Data:
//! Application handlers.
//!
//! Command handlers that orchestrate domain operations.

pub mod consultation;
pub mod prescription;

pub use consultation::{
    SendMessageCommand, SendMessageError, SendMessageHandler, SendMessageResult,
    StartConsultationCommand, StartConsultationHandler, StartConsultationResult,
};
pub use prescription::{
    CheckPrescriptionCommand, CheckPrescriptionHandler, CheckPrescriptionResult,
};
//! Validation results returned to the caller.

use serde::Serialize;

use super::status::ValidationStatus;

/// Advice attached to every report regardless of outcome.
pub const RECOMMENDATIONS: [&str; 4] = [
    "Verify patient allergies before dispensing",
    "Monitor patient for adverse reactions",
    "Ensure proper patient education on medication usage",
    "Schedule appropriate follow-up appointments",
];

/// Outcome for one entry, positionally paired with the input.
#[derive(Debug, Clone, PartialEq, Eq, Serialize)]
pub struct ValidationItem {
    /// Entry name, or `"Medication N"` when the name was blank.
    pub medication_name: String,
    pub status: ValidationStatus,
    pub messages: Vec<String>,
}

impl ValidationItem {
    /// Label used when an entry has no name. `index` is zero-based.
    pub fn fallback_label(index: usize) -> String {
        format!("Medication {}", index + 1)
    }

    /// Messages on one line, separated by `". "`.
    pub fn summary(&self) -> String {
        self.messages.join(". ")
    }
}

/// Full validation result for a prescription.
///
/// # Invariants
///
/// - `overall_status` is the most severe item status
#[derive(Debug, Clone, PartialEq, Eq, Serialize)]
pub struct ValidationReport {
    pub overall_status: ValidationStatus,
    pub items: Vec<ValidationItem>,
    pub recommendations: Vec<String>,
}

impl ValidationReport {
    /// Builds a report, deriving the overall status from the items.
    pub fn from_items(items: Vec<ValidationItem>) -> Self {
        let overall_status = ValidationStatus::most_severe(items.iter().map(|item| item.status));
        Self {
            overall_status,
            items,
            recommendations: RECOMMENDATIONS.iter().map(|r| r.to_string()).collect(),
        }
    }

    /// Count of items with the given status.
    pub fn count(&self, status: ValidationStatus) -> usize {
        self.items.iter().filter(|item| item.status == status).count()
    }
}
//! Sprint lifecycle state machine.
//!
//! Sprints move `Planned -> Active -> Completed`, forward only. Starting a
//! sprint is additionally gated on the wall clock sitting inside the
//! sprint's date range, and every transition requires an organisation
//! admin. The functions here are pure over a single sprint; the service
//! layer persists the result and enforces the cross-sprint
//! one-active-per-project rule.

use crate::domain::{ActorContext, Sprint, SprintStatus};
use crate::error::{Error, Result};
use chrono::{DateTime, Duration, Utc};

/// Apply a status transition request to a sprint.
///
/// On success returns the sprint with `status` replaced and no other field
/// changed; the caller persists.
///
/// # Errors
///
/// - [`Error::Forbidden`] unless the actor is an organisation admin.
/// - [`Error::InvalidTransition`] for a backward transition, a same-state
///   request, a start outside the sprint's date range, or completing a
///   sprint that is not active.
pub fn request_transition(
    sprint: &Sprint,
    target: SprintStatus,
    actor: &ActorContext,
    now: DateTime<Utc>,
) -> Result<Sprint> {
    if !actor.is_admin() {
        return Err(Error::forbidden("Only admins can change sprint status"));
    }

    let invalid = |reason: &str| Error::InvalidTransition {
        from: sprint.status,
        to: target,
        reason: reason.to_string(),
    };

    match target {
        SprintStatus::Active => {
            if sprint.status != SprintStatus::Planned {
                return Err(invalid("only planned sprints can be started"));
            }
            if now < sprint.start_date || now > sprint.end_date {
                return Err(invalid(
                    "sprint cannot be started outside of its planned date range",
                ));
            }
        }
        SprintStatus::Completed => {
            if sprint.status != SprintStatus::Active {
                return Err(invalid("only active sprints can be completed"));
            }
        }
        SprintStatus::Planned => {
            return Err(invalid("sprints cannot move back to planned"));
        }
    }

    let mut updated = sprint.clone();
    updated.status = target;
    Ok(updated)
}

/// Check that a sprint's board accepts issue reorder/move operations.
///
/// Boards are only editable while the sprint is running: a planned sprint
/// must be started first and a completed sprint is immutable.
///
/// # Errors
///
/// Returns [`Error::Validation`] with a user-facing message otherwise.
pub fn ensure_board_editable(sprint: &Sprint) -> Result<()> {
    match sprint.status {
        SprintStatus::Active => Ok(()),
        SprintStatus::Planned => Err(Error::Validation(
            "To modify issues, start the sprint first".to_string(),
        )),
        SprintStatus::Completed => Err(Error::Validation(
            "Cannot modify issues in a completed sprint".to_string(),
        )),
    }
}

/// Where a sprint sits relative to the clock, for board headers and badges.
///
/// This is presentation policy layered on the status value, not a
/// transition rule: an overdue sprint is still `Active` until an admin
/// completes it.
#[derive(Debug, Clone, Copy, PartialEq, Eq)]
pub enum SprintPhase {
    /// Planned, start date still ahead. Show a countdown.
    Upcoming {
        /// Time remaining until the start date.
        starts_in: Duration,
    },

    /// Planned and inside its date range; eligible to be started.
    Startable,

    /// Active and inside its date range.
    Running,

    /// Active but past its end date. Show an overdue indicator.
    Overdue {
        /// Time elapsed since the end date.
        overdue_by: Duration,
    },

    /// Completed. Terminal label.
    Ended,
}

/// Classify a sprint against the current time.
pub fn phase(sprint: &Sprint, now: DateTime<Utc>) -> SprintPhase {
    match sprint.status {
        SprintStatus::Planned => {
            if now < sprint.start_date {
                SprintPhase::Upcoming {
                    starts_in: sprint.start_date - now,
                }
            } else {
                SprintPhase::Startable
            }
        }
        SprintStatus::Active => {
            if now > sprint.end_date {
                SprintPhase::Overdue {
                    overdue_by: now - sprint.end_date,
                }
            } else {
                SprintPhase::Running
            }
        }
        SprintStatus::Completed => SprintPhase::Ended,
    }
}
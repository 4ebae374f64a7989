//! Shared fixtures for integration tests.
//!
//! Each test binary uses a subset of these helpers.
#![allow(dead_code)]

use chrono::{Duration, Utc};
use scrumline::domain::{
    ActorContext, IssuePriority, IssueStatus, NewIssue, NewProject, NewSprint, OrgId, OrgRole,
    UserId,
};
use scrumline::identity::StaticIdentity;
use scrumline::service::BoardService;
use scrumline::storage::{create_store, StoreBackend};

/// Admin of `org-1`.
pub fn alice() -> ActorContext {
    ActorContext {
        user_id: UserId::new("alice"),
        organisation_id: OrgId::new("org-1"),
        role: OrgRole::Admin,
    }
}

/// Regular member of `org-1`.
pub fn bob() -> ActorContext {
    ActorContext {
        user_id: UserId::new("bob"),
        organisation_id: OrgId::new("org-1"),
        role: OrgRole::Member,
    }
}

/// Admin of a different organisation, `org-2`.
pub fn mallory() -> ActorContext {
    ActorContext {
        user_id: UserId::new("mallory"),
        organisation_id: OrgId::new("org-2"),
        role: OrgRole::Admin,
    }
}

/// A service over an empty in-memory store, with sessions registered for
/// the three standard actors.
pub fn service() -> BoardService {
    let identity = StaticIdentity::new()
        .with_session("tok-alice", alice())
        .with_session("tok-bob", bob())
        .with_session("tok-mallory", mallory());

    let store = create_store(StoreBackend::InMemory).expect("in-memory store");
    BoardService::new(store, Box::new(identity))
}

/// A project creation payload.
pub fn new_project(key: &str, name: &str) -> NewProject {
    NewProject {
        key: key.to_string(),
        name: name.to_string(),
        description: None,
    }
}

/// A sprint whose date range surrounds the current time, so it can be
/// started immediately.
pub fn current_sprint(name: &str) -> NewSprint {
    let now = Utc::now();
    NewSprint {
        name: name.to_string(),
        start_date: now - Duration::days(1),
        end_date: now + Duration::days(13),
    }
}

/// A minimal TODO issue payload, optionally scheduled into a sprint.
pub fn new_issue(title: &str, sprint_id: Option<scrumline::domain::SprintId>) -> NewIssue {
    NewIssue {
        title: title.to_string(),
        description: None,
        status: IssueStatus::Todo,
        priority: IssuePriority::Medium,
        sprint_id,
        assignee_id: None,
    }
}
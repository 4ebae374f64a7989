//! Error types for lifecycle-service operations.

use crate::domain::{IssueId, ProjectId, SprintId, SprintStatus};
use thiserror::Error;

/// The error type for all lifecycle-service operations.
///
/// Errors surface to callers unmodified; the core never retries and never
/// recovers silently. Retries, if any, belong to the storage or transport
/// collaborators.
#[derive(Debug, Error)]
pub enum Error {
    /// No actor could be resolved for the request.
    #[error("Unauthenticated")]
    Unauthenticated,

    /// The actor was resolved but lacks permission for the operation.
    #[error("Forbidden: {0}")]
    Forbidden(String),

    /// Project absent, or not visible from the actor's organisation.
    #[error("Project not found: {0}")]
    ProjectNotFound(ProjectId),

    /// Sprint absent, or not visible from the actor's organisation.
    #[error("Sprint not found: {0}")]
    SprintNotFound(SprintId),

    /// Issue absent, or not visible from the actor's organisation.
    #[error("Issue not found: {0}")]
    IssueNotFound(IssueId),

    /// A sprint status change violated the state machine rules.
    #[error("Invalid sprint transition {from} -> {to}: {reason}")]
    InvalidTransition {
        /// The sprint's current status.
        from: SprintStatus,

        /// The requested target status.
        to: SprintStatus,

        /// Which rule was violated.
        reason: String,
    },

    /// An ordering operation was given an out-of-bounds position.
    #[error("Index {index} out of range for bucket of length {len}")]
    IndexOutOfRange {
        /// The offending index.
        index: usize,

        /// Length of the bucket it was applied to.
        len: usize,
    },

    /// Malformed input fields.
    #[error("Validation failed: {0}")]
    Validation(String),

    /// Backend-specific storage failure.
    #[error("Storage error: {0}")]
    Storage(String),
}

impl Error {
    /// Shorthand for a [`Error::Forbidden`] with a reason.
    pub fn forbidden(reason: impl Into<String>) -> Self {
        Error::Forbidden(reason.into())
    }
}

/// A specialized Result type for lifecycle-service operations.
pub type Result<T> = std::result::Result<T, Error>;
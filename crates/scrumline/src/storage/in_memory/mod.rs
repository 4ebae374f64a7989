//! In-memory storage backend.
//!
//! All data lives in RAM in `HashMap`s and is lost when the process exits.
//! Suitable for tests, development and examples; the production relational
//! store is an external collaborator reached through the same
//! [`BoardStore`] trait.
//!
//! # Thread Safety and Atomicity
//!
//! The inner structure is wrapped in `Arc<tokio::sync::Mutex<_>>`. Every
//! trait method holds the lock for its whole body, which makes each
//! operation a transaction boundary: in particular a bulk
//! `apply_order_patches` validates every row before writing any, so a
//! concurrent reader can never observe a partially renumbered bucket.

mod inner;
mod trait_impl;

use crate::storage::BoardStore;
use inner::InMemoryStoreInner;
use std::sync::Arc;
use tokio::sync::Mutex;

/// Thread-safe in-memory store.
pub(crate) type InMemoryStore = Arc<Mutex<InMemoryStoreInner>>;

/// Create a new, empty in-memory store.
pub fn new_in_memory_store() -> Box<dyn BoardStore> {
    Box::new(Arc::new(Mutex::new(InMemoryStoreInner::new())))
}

Aim of the exercise: Check each line above for the string "before" and return those that contain it.

Exercise output:
    "Verify patient allergies before dispensing",
//! `apply_order_patches` validates every row before writing any, so a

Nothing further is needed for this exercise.